* _Work order_: Where the records below show a line containing "while let Some(pos)", start copying; end with the line containing "and when no", and copy it too.

* _Excerpted data_:
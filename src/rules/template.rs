//! Replacement templates.
//!
//! A template is parsed once at compile time into literal text and capture
//! references, then expanded per request.
//!
//! Placeholder syntax:
//! - `$1` .. `$99`: positional group (two digits only when that group exists)
//! - `$0`, `$&`: the whole match
//! - `${name}`, `$<name>`: named group (`${12}` is positional)
//! - `$$`: a literal dollar sign
//!
//! Any other `$` is literal. References to groups that did not take part in
//! the match, or that the pattern does not define, expand to nothing.

use regex::{Captures, Regex};

#[derive(Debug, Clone, PartialEq, Eq)]
enum Segment {
    Literal(String),
    Group(usize),
    Named(String),
    Whole,
}

/// A compiled replacement template.
#[derive(Debug, Clone, PartialEq, Eq)]
pub struct Template {
    source: String,
    segments: Vec<Segment>,
}

enum Token {
    Escaped,
    Capture(Segment),
    Plain,
}

impl Template {
    /// Parse `source`, resolving positional references against `pattern`.
    pub fn parse(source: &str, pattern: Option<&Regex>) -> Self {
        let groups = pattern.map_or(0, |re| re.captures_len() - 1);
        let mut segments = Vec::new();
        let mut literal = String::new();
        let mut rest = source;

        while let Some(pos) = rest.find('$') {
            literal.push_str(&rest[..pos]);
            let after = &rest[pos + 1..];
            let (token, consumed) = placeholder(after, groups);
            match token {
                Token::Escaped | Token::Plain => literal.push('$'),
                Token::Capture(segment) => {
                    if !literal.is_empty() {
                        segments.push(Segment::Literal(std::mem::take(&mut literal)));
                    }
                    segments.push(segment);
                }
            }
            rest = &after[consumed..];
        }
        literal.push_str(rest);
        if !literal.is_empty() {
            segments.push(Segment::Literal(literal));
        }

        Self {
            source: source.to_string(),
            segments,
        }
    }

    /// A template with no placeholders.
    pub fn literal(text: &str) -> Self {
        Self::parse(text, None)
    }

    /// The template text as written in the rule.
    pub fn source(&self) -> &str {
        &self.source
    }

    /// Append the expansion to `out`.
    ///
    /// `whole` is the matched text, used for `$0`/`$&` and when no
    /// captures are available (exact matchers).
    pub fn expand_into(&self, captures: Option<&Captures<'_>>, whole: &str, out: &mut String) {
        for segment in &self.segments {
            match segment {
                Segment::Literal(text) => out.push_str(text),
                Segment::Whole => out.push_str(whole),
                Segment::Group(index) => {
                    if let Some(m) = captures.and_then(|c| c.get(*index)) {
                        out.push_str(m.as_str());
                    }
                }
                Segment::Named(name) => {
                    if let Some(m) = captures.and_then(|c| c.name(name)) {
                        out.push_str(m.as_str());
                    }
                }
            }
        }
    }

    pub fn expand(&self, captures: Option<&Captures<'_>>, whole: &str) -> String {
        let mut out = String::with_capacity(self.source.len() + whole.len());
        self.expand_into(captures, whole, &mut out);
        out
    }

    /// Placeholders that `pattern` can never fill, as written (`$3`, `${slug}`).
    pub fn unresolved(&self, pattern: Option<&Regex>) -> Vec<String> {
        let groups = pattern.map_or(0, |re| re.captures_len() - 1);
        self.segments
            .iter()
            .filter_map(|segment| match segment {
                Segment::Group(index) if *index > groups => Some(format!("${}", index)),
                Segment::Named(name) => {
                    let known = pattern
                        .map(|re| re.capture_names().flatten().any(|n| n == name))
                        .unwrap_or(false);
                    (!known).then(|| format!("${{{}}}", name))
                }
                _ => None,
            })
            .collect()
    }
}

fn placeholder(after: &str, groups: usize) -> (Token, usize) {
    let bytes = after.as_bytes();
    match bytes.first().copied() {
        Some(b'$') => (Token::Escaped, 1),
        Some(b'&') => (Token::Capture(Segment::Whole), 1),
        Some(d @ b'0'..=b'9') => {
            let first = usize::from(d - b'0');
            if let Some(d2 @ b'0'..=b'9') = bytes.get(1).copied() {
                let two = first * 10 + usize::from(d2 - b'0');
                if (1..=groups).contains(&two) {
                    return (Token::Capture(Segment::Group(two)), 2);
                }
            }
            if first == 0 {
                (Token::Capture(Segment::Whole), 1)
            } else {
                (Token::Capture(Segment::Group(first)), 1)
            }
        }
        Some(b'{') => braced(after, '}'),
        Some(b'<') => braced(after, '>'),
        _ => (Token::Plain, 0),
    }
}

fn braced(after: &str, close: char) -> (Token, usize) {
    let Some(end) = after[1..].find(close) else {
        return (Token::Plain, 0);
    };
    let name = &after[1..1 + end];
    if name.is_empty() {
        return (Token::Plain, 0);
    }

    let segment = if name.bytes().all(|b| b.is_ascii_digit()) {
        match name.parse::<usize>() {
            Ok(0) => Segment::Whole,
            Ok(index) => Segment::Group(index),
            Err(_) => return (Token::Plain, 0),
        }
    } else {
        Segment::Named(name.to_string())
    };
    (Token::Capture(segment), end + 2)
}

#[cfg(test)]
mod tests {
    use super::*;

    fn render(pattern: &str, template: &str, path: &str) -> String {
        let re = Regex::new(pattern).unwrap();
        let caps = re.captures(path).unwrap();
        Template::parse(template, Some(&re)).expand(Some(&caps), &caps[0])
    }

    #[test]
    fn test_positional_group() {
        assert_eq!(render("^/old/(.*)$", "/new/$1", "/old/sub/foo"), "/new/sub/foo");
    }

    #[test]
    fn test_group_followed_by_text() {
        assert_eq!(render("^/(a)$", "/$1b", "/a"), "/ab");
    }

    #[test]
    fn test_two_digit_group_only_when_defined() {
        let many = "^/(a)(b)(c)(d)(e)(f)(g)(h)(i)(j)(k)(l)$";
        assert_eq!(render(many, "$12", "/abcdefghijkl"), "l");
        assert_eq!(render("^/(a)$", "$12", "/a"), "a2");
    }

    #[test]
    fn test_named_groups() {
        let pattern = "^/blog/(?P<year>\\d+)/(?P<slug>[^/]+)$";
        assert_eq!(
            render(pattern, "/posts/${slug}?y=$<year>", "/blog/2019/hello"),
            "/posts/hello?y=2019"
        );
    }

    #[test]
    fn test_whole_match_and_escape() {
        assert_eq!(render("^/a$", "/x$&-$0-$$", "/a"), "/x/a-/a-$");
    }

    #[test]
    fn test_non_participating_group_is_empty() {
        assert_eq!(render("^/a(/b)?$", "/z$1", "/a"), "/z");
    }

    #[test]
    fn test_missing_group_is_empty() {
        assert_eq!(render("^/a$", "/z/$3/${nope}", "/a"), "/z//");
    }

    #[test]
    fn test_plain_dollar_is_literal() {
        let t = Template::literal("/price$/x${");
        assert_eq!(t.expand(None, "/"), "/price$/x${");
    }

    #[test]
    fn test_unresolved_references() {
        let re = Regex::new("^/(?P<id>\\d+)$").unwrap();
        let t = Template::parse("/$1/$2/${id}/${other}", Some(&re));
        assert_eq!(t.unresolved(Some(&re)), vec!["$2".to_string(), "${other}".to_string()]);
    }
}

* _Exercise solution_:
        while let Some(pos) = rest.find('$') {
            literal.push_str(&rest[..pos]);
            let after = &rest[pos + 1..];
            let (token, consumed) = placeholder(after, groups);
            match token {
                Token::Escaped | Token::Plain => literal.push('$'),
                Token::Capture(segment) => {
                    if !literal.is_empty() {
                        segments.push(Segment::Literal(std::mem::take(&mut literal)));
                    }
                    segments.push(segment);
                }
            }
            rest = &after[consumed..];
        }
        literal.push_str(rest);
        if !literal.is_empty() {
            segments.push(Segment::Literal(literal));
        }

        Self {
            source: source.to_string(),
            segments,
        }
    }

    /// A template with no placeholders.
    pub fn literal(text: &str) -> Self {
        Self::parse(text, None)
    }

    /// The template text as written in the rule.
    pub fn source(&self) -> &str {
        &self.source
    }

    /// Append the expansion to `out`.
    ///
    /// `whole` is the matched text, used for `$0`/`$&` and when no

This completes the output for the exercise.